A strong and effective therapeutic service in primary schools will not only benefit our children and our schools but will undoubtedly help the HSE through the reduction of waiting lists for both primary care psychology and child and adult mental health services, CAMHS. This is clearly evidenced by the professionals with whom the committee spoke and who implement the English model, which involves a joint approach from their Department of Education and Department of Health via the NHS. This joint working has led to quick and positive outcomes for many children. In one area in Dorset, close to 1,000 children came off the CAMHS waiting list in one year following intervention from the new mental health school teams, MHSTs. Those teams, as the committee is well aware having visited the area, comprise a variety of professionals and are integrated not only within the schools but also within the NHS and CAMHS systems. Each service in Dorset has: a clinical or service lead; a team lead; a supervisor practitioner; a counsellor; a mental health practitioner in a core profession such as nursing, occupational therapy or social work; and education mental health practitioners.
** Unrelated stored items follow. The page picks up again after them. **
use ratatui::layout::{Constraint, Direction, Layout, Rect};
use ratatui::style::{Color, Modifier, Style};
use ratatui::text::{Line, Span};
use ratatui::widgets::{Block, Borders, Cell, Clear, Paragraph, Row, Table, TableState, Wrap};
use ratatui::Frame;

use movie_core::Transport;

use crate::app::{App, Modal};
use crate::form::{Field, MovieForm};
use crate::table::MovieRow;

const HELP: &str =
    "a add • e edit • d delete • space check • t/g/y edit cell • f filter • r reload • q quit";

pub(crate) fn draw<T: Transport>(frame: &mut Frame, app: &App<T>) {
    let [main, footer] =
        Layout::vertical([Constraint::Min(3), Constraint::Length(1)]).areas(frame.area());

    draw_table(frame, main, app);

    let footer_line = match app.status() {
        Some(status) => Line::from(Span::styled(
            status.to_string(),
            Style::default().fg(Color::Cyan),
        )),
        None => Line::from(Span::styled(HELP, Style::default().fg(Color::Gray))),
    };
    frame.render_widget(Paragraph::new(footer_line), footer);

    match app.modal() {
        Some(Modal::Add(form)) => draw_movie_form(frame, main, "Add movie", form),
        Some(Modal::Edit { id, form }) => {
            draw_movie_form(frame, main, &format!("Edit movie #{id}"), form)
        }
        Some(Modal::Inline { id, field, value }) => draw_prompt(
            frame,
            main,
            &format!("Edit {} of movie #{id}", field.label().to_lowercase()),
            field.label(),
            value,
        ),
        Some(Modal::Filter(value)) => {
            draw_prompt(frame, main, "Filter by genre", "Genre", value)
        }
        None => {}
    }
}

fn draw_table<T: Transport>(frame: &mut Frame, area: Rect, app: &App<T>) {
    let title = match app.genre_filter() {
        Some(genre) => format!("Movies ({genre})"),
        None => "Movies".to_string(),
    };
    let block = Block::default().title(title).borders(Borders::ALL);

    let table = app.table();
    if table.is_empty() {
        let empty = Paragraph::new(Line::from(Span::styled(
            "No movies. Press a to add one.",
            Style::default().fg(Color::DarkGray),
        )))
        .block(block);
        frame.render_widget(empty, area);
        return;
    }

    let header = Row::new(["", "ID", "Title", "Genre", "Year", ""])
        .style(Style::default().add_modifier(Modifier::BOLD));
    let rows: Vec<Row> = table.rows().iter().map(movie_row).collect();
    let widths = [
        Constraint::Length(3),
        Constraint::Length(6),
        Constraint::Percentage(40),
        Constraint::Percentage(25),
        Constraint::Length(6),
        Constraint::Length(15),
    ];

    let widget = Table::new(rows, widths)
        .header(header)
        .block(block)
        .row_highlight_style(Style::default().add_modifier(Modifier::REVERSED));
    let mut state = TableState::default().with_selected(Some(table.selected()));
    frame.render_stateful_widget(widget, area, &mut state);
}

fn movie_row(row: &MovieRow) -> Row<'static> {
    let checkbox = if row.checked { "[x]" } else { "[ ]" };
    Row::new(vec![
        Cell::from(checkbox),
        Cell::from(row.movie.id.to_string()),
        Cell::from(row.movie.title.clone()),
        Cell::from(row.movie.genre.clone()),
        Cell::from(row.movie.year_release.to_string()),
        Cell::from(Span::styled("[edit] [delete]", Style::default().fg(Color::DarkGray))),
    ])
}

/// Render the add/edit dialog centered over the table, with validation
/// feedback below the fields.
fn draw_movie_form(frame: &mut Frame, area: Rect, title: &str, form: &MovieForm) {
    let popup_area = centered_rect(60, 40, area);
    frame.render_widget(Clear, popup_area);

    let block = Block::default().title(title.to_string()).borders(Borders::ALL);
    let inner = block.inner(popup_area);
    frame.render_widget(block, popup_area);

    let mut lines: Vec<Line> = Field::ALL.iter().map(|field| form.build_line(*field)).collect();
    lines.push(Line::from(""));
    match &form.error {
        Some(error) => lines.push(Line::from(Span::styled(
            error.clone(),
            Style::default().fg(Color::Red),
        ))),
        None => lines.push(Line::from(Span::styled(
            "Enter to save • Tab to switch • Esc to cancel",
            Style::default().fg(Color::Gray),
        ))),
    }
    frame.render_widget(Paragraph::new(lines).wrap(Wrap { trim: true }), inner);

    let row = Field::ALL
        .iter()
        .position(|field| *field == form.active)
        .unwrap_or(0) as u16;
    let prefix = format!("{}: ", form.active.label()).len() as u16;
    let value_len = form.value(form.active).chars().count() as u16;
    frame.set_cursor_position((inner.x + prefix + value_len, inner.y + row));
}

fn draw_prompt(frame: &mut Frame, area: Rect, title: &str, label: &str, value: &str) {
    let popup_area = centered_rect(60, 30, area);
    frame.render_widget(Clear, popup_area);

    let block = Block::default().title(title.to_string()).borders(Borders::ALL);
    let inner = block.inner(popup_area);
    frame.render_widget(block, popup_area);

    let lines = vec![
        Line::from(vec![
            Span::raw(format!("{label}: ")),
            Span::styled(value.to_string(), Style::default().fg(Color::Yellow)),
        ]),
        Line::from(""),
        Line::from(Span::styled(
            "Enter to apply • Esc to cancel",
            Style::default().fg(Color::Gray),
        )),
    ];
    frame.render_widget(Paragraph::new(lines), inner);

    let prefix = format!("{label}: ").len() as u16;
    frame.set_cursor_position((inner.x + prefix + value.chars().count() as u16, inner.y));
}

fn centered_rect(percent_x: u16, percent_y: u16, area: Rect) -> Rect {
    let horizontal = Layout::default()
        .direction(Direction::Horizontal)
        .constraints([
            Constraint::Percentage((100 - percent_x) / 2),
            Constraint::Percentage(percent_x),
            Constraint::Percentage((100 - percent_x) / 2),
        ])
        .split(area);

    let vertical = Layout::default()
        .direction(Direction::Vertical)
        .constraints([
            Constraint::Percentage((100 - percent_y) / 2),
            Constraint::Percentage(percent_y),
            Constraint::Percentage((100 - percent_y) / 2),
        ])
        .split(horizontal[1]);

    vertical[1]
}
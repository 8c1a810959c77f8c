use std::fs::OpenOptions;
use std::path::Path;
use std::sync::Mutex;

use anyhow::{Context, Result};
use tracing_subscriber::EnvFilter;

/// Environment variable holding the log filter directives.
pub const LOG_FILTER: &str = "MOVIE_LOG";

const DEFAULT_FILTER: &str = "movie_console=info,movie_core=warn";

/// Send log output to `path`, appending. The alternate screen owns stdout,
/// so nothing is written to the terminal.
pub fn init_logger(path: &Path) -> Result<()> {
    let file = OpenOptions::new()
        .create(true)
        .append(true)
        .open(path)
        .with_context(|| format!("failed to open log file {}", path.display()))?;

    let filter =
        EnvFilter::try_from_env(LOG_FILTER).unwrap_or_else(|_| EnvFilter::new(DEFAULT_FILTER));

    tracing_subscriber::fmt()
        .with_env_filter(filter)
        .with_writer(Mutex::new(file))
        .with_ansi(false)
        .init();
    Ok(())
}
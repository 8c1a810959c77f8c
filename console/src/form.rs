use anyhow::{anyhow, Context, Result};
use movie_core::{Movie, MovieFields, MovieInput};
use ratatui::style::{Color, Style};
use ratatui::text::{Line, Span};

/// Editable columns of a movie.
#[derive(Debug, Copy, Clone, PartialEq, Eq, Default)]
pub enum Field {
    #[default]
    Title,
    Genre,
    Year,
}

impl Field {
    pub const ALL: [Field; 3] = [Field::Title, Field::Genre, Field::Year];

    pub fn label(self) -> &'static str {
        match self {
            Field::Title => "Title",
            Field::Genre => "Genre",
            Field::Year => "Year",
        }
    }

    pub fn next(self) -> Self {
        match self {
            Field::Title => Field::Genre,
            Field::Genre => Field::Year,
            Field::Year => Field::Title,
        }
    }

    pub fn prev(self) -> Self {
        match self {
            Field::Title => Field::Year,
            Field::Genre => Field::Title,
            Field::Year => Field::Genre,
        }
    }

    /// Whether `ch` may be typed into this field.
    pub fn accepts(self, ch: char) -> bool {
        match self {
            Field::Year => ch.is_ascii_digit(),
            Field::Title | Field::Genre => !ch.is_control(),
        }
    }

    pub fn value_of(self, movie: &Movie) -> String {
        match self {
            Field::Title => movie.title.clone(),
            Field::Genre => movie.genre.clone(),
            Field::Year => movie.year_release.to_string(),
        }
    }

    /// Turn a single typed value into a partial update for this field.
    pub fn to_fields(self, raw: &str) -> Result<MovieFields> {
        let mut fields = MovieFields::default();
        match self {
            Field::Title => fields.title = Some(required(raw, "Title")?),
            Field::Genre => fields.genre = Some(required(raw, "Genre")?),
            Field::Year => fields.year_release = Some(parse_year(raw)?),
        }
        Ok(fields)
    }
}

/// State of the add/edit movie dialog.
#[derive(Debug, Default, Clone)]
pub struct MovieForm {
    pub title: String,
    pub genre: String,
    pub year: String,
    pub active: Field,
    pub error: Option<String>,
}

impl MovieForm {
    /// Pre-fill the form from an existing row when editing.
    pub fn from_movie(movie: &Movie) -> Self {
        Self {
            title: movie.title.clone(),
            genre: movie.genre.clone(),
            year: movie.year_release.to_string(),
            active: Field::Title,
            error: None,
        }
    }

    pub fn value(&self, field: Field) -> &str {
        match field {
            Field::Title => &self.title,
            Field::Genre => &self.genre,
            Field::Year => &self.year,
        }
    }

    fn value_mut(&mut self, field: Field) -> &mut String {
        match field {
            Field::Title => &mut self.title,
            Field::Genre => &mut self.genre,
            Field::Year => &mut self.year,
        }
    }

    pub fn next_field(&mut self) {
        self.active = self.active.next();
    }

    pub fn prev_field(&mut self) {
        self.active = self.active.prev();
    }

    /// Append a character to the active field, rejecting what it cannot hold.
    pub fn push_char(&mut self, ch: char) -> bool {
        if !self.active.accepts(ch) {
            return false;
        }
        let field = self.active;
        self.value_mut(field).push(ch);
        true
    }

    pub fn backspace(&mut self) {
        let field = self.active;
        self.value_mut(field).pop();
    }

    /// Validate the inputs and return a payload ready to send.
    pub fn parse_inputs(&self) -> Result<MovieInput> {
        Ok(MovieInput {
            title: required(&self.title, "Title")?,
            genre: required(&self.genre, "Genre")?,
            year_release: parse_year(&self.year)?,
        })
    }

    /// Render a single line for the form widget.
    pub fn build_line(&self, field: Field) -> Line<'static> {
        let value = self.value(field);
        let is_active = self.active == field;

        let display = if value.is_empty() {
            "<required>".to_string()
        } else {
            value.to_string()
        };

        let style = if is_active {
            Style::default().fg(Color::Yellow)
        } else if value.is_empty() {
            Style::default().fg(Color::DarkGray)
        } else {
            Style::default()
        };

        Line::from(vec![
            Span::raw(format!("{}: ", field.label())),
            Span::styled(display, style),
        ])
    }
}

fn required(raw: &str, label: &str) -> Result<String> {
    let trimmed = raw.trim();
    if trimmed.is_empty() {
        return Err(anyhow!("{label} is required."));
    }
    Ok(trimmed.to_string())
}

fn parse_year(raw: &str) -> Result<i32> {
    let trimmed = raw.trim();
    if trimmed.is_empty() {
        return Err(anyhow!("Year is required."));
    }
    trimmed
        .parse::<i32>()
        .context("Year must be a whole number.")
}
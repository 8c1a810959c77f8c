//! Error types for the movie API client.
//!
//! `NotFound` gets a dedicated variant because the view distinguishes "the
//! movie is gone" from "the server returned an unexpected status." All other
//! non-2xx responses land in `Http` with the raw status code and body.

use thiserror::Error;

#[derive(Debug, Error)]
pub enum ApiError {
    /// The server returned 404.
    #[error("resource not found")]
    NotFound,

    /// The server returned a non-2xx status other than 404.
    #[error("HTTP {status}: {body}")]
    Http { status: u16, body: String },

    /// The response body could not be deserialized into the expected type.
    #[error("deserialization failed: {0}")]
    Deserialization(String),

    /// The request payload could not be serialized to JSON.
    #[error("serialization failed: {0}")]
    Serialization(String),

    #[error("invalid base url: {0}")]
    InvalidBaseUrl(String),

    /// The request never produced a response (connection refused, DNS, I/O).
    #[error("transport failed: {0}")]
    Transport(String),
}
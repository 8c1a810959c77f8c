use tokio::net::TcpListener;
use tracing::info;
use tracing_subscriber::EnvFilter;

#[tokio::main]
async fn main() -> Result<(), std::io::Error> {
    let filter = EnvFilter::try_from_default_env().unwrap_or_else(|_| EnvFilter::new("mock_server=info"));
    tracing_subscriber::fmt().with_env_filter(filter).init();

    let port = std::env::var("PORT").unwrap_or_else(|_| "8080".to_string());
    let addr = format!("127.0.0.1:{port}");
    let listener = TcpListener::bind(&addr).await?;
    info!("listening on {addr}");
    mock_server::run(listener).await
}
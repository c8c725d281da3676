// This Source Code Form is subject to the terms of the Mozilla Public
// License, v. 2.0. If a copy of the MPL was not distributed with this
// file, You can obtain one at https://mozilla.org/MPL/2.0/.

//! Face winding reconstruction
//!
//! Walks a face's signed edge references to build its vertex loop and
//! repairs the duplicate positions ("T-junction" bridges) the level
//! compiler leaves behind.

use crate::vertex::to_point;
use crate::{Error, Point3, Result};
use bsp_lite_core::{Edge, EdgeDirection, Face, MapData, Surfedge};
use rustc_hash::FxHashMap;
use smallvec::SmallVec;

/// Exact-equality key for a position.
///
/// Compares bit patterns; `+ 0.0` folds `-0.0` into `0.0` so the key agrees
/// with float `==` for every non-NaN value.
#[derive(Debug, Clone, Copy, PartialEq, Eq, Hash)]
struct PositionKey([u64; 3]);

impl PositionKey {
    #[inline]
    fn of(p: &Point3<f64>) -> Self {
        Self([
            (p.x + 0.0).to_bits(),
            (p.y + 0.0).to_bits(),
            (p.z + 0.0).to_bits(),
        ])
    }
}

/// What a [`RepairingLoop::push`] did to the loop
#[derive(Debug, Clone, Copy, PartialEq, Eq)]
pub enum Repair {
    /// No duplicates present
    Clean,
    /// Two repeats two apart: the pair between them was dropped
    BridgeCollapsed,
    /// Three consecutive repeats: the middle one and its successor were dropped
    TripleCollapsed,
    /// Duplicates present that match no known pattern (yet)
    Pending,
}

/// Vertex loop that repairs duplicate positions as it grows
///
/// Occurrence counts are kept in a running frequency table, so a push
/// without duplicates costs one hash update.
#[derive(Debug, Clone, Default)]
pub struct RepairingLoop {
    positions: Vec<Point3<f64>>,
    counts: FxHashMap<PositionKey, u32>,
    /// Number of keys with a count above one
    duplicated: usize,
}

impl RepairingLoop {
    pub fn new() -> Self {
        Self::default()
    }

    pub fn with_capacity(capacity: usize) -> Self {
        Self {
            positions: Vec::with_capacity(capacity),
            counts: FxHashMap::with_capacity_and_hasher(capacity, Default::default()),
            duplicated: 0,
        }
    }

    #[inline]
    pub fn len(&self) -> usize {
        self.positions.len()
    }

    #[inline]
    pub fn is_empty(&self) -> bool {
        self.positions.is_empty()
    }

    #[inline]
    pub fn positions(&self) -> &[Point3<f64>] {
        &self.positions
    }

    /// True when some position occurs more than once
    #[inline]
    pub fn has_duplicates(&self) -> bool {
        self.duplicated > 0
    }

    #[inline]
    fn count_of(&self, p: &Point3<f64>) -> u32 {
        self.counts.get(&PositionKey::of(p)).copied().unwrap_or(0)
    }

    fn increment(&mut self, key: PositionKey) {
        let count = self.counts.entry(key).or_insert(0);
        *count += 1;
        if *count == 2 {
            self.duplicated += 1;
        }
    }

    fn decrement(&mut self, key: PositionKey) {
        if let Some(count) = self.counts.get_mut(&key) {
            *count -= 1;
            match *count {
                0 => {
                    self.counts.remove(&key);
                }
                1 => self.duplicated -= 1,
                _ => {}
            }
        }
    }

    fn remove_at(&mut self, index: usize) {
        let removed = self.positions.remove(index);
        self.decrement(PositionKey::of(&removed));
    }

    /// Loop indices of every position whose occurrence count is not one
    pub fn repeat_indices(&self) -> SmallVec<[usize; 4]> {
        if !self.has_duplicates() {
            return SmallVec::new();
        }
        self.positions
            .iter()
            .enumerate()
            .filter(|(_, p)| self.count_of(p) != 1)
            .map(|(i, _)| i)
            .collect()
    }

    /// Append a position, then repair the loop if it now holds duplicates
    pub fn push(&mut self, position: Point3<f64>) -> Repair {
        self.positions.push(position);
        self.increment(PositionKey::of(&position));

        if !self.has_duplicates() {
            return Repair::Clean;
        }

        let repeats = self.repeat_indices();
        match *repeats.as_slice() {
            [a, b] if b - a == 2 => {
                self.remove_at(a + 1);
                self.remove_at(a + 1);
                Repair::BridgeCollapsed
            }
            [r0, r1, r2] if r1 == r0 + 1 && r1 + 1 == r2 => {
                self.remove_at(r1);
                self.remove_at(r1);
                Repair::TripleCollapsed
            }
            _ => Repair::Pending,
        }
    }

    /// Final loop, or the repeat pattern that could not be repaired
    pub fn finish(self) -> Result<Vec<Point3<f64>>> {
        let repeats = self.repeat_indices();
        if !repeats.is_empty() {
            return Err(Error::UnrepairedDuplicatePattern { repeats });
        }
        Ok(self.positions)
    }
}

/// Resolve a signed edge reference.
///
/// Returns the edge oriented in traversal order and the position the
/// reference introduces: the first endpoint of a forward edge, or the
/// second endpoint of the stored (unreversed) edge for a reversed one.
pub fn resolve_surfedge(map: &MapData, surfedge: Surfedge) -> Result<(Edge, Point3<f64>)> {
    let (index, direction) = surfedge.resolve();
    let edge = *map.edge(index)?;

    let (oriented, vertex_index) = match direction {
        EdgeDirection::Forward => (edge, edge.first()),
        EdgeDirection::Reversed => (edge.reversed(), edge.second()),
    };

    let vertex = map.vertex(vertex_index as usize)?;
    Ok((oriented, to_point(vertex)))
}

/// Build the repaired vertex loop of a face record
pub fn reconstruct_loop(map: &MapData, face: &Face) -> Result<Vec<Point3<f64>>> {
    let surfedges = map.face_surfedges(face)?;
    let mut face_loop = RepairingLoop::with_capacity(surfedges.len());

    for &surfedge in surfedges {
        let (_, position) = resolve_surfedge(map, surfedge)?;
        face_loop.push(position);
    }

    face_loop.finish()
}

/// Build the repaired vertex loop of the face at `face_index`
pub fn reconstruct_face_loop(map: &MapData, face_index: usize) -> Result<Vec<Point3<f64>>> {
    let face = map.face(face_index)?;
    reconstruct_loop(map, face)
}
Depending on the sizes of the teams, the numbers vary but the expectation is that each team of four education mental health practitioners and one supervisor will cover a population of approximately 7,500 children. It must be remembered too that this model is designed to work from early years up to the end of secondary education.

I have heard suggestions that the Department of Education will simply distribute the €5 million across all primary schools and get the principals to source a therapist. I do not see that as a way to create a viable, long-term system that will serve our children well. It seems to me that such an approach will only put more stress on the principals, who will have to find and oversee a counsellor for their pupils - something they are ill equipped to do. That should be the role of the Department of Education hence my support for the English model. Such a model also creates much more opportunity for preventative work because not only does it offer mental health support for all children in education, it also engages in supporting school and teaching staff through a whole-school approach.

The MHST has three specific core functions set out by the national team. These are: to provide evidence-based interventions for mild to moderate emotional and mental health issues using low-intensity approaches in a one-to-one setting with children, young people or their parents or carers; to support the designated mental health lead in each school to introduce and develop a whole-school approach to emotional well-being; and to give timely advice to school and college staff signposting and liaising with specialist services so it covers the whole range of people involved in the education system.

What this offers is a template to build upon. It is backed up by evidence from research carried out since its inception in 2017, thus allowing our Departments of Education and Health to measure the fidelity and success of their new initiative. That is the type of system I believe we should be setting up here in Ireland. This committee has heard from a wide range of professionals including the Psychological Society of Ireland, the Irish Council of Psychotherapy and the Irish Association of Counselling and Psychotherapy and each one has pledged their willingness to become engaged in this initiative. There is a window of opportunity opening now for our politicians and civil servants to create a world-class therapeutic service within our education system that is collaborative and integrated, not separate and in competition with our health system. Our children deserve no less.

I again thank the committee for its time. I am happy to take questions as necessary.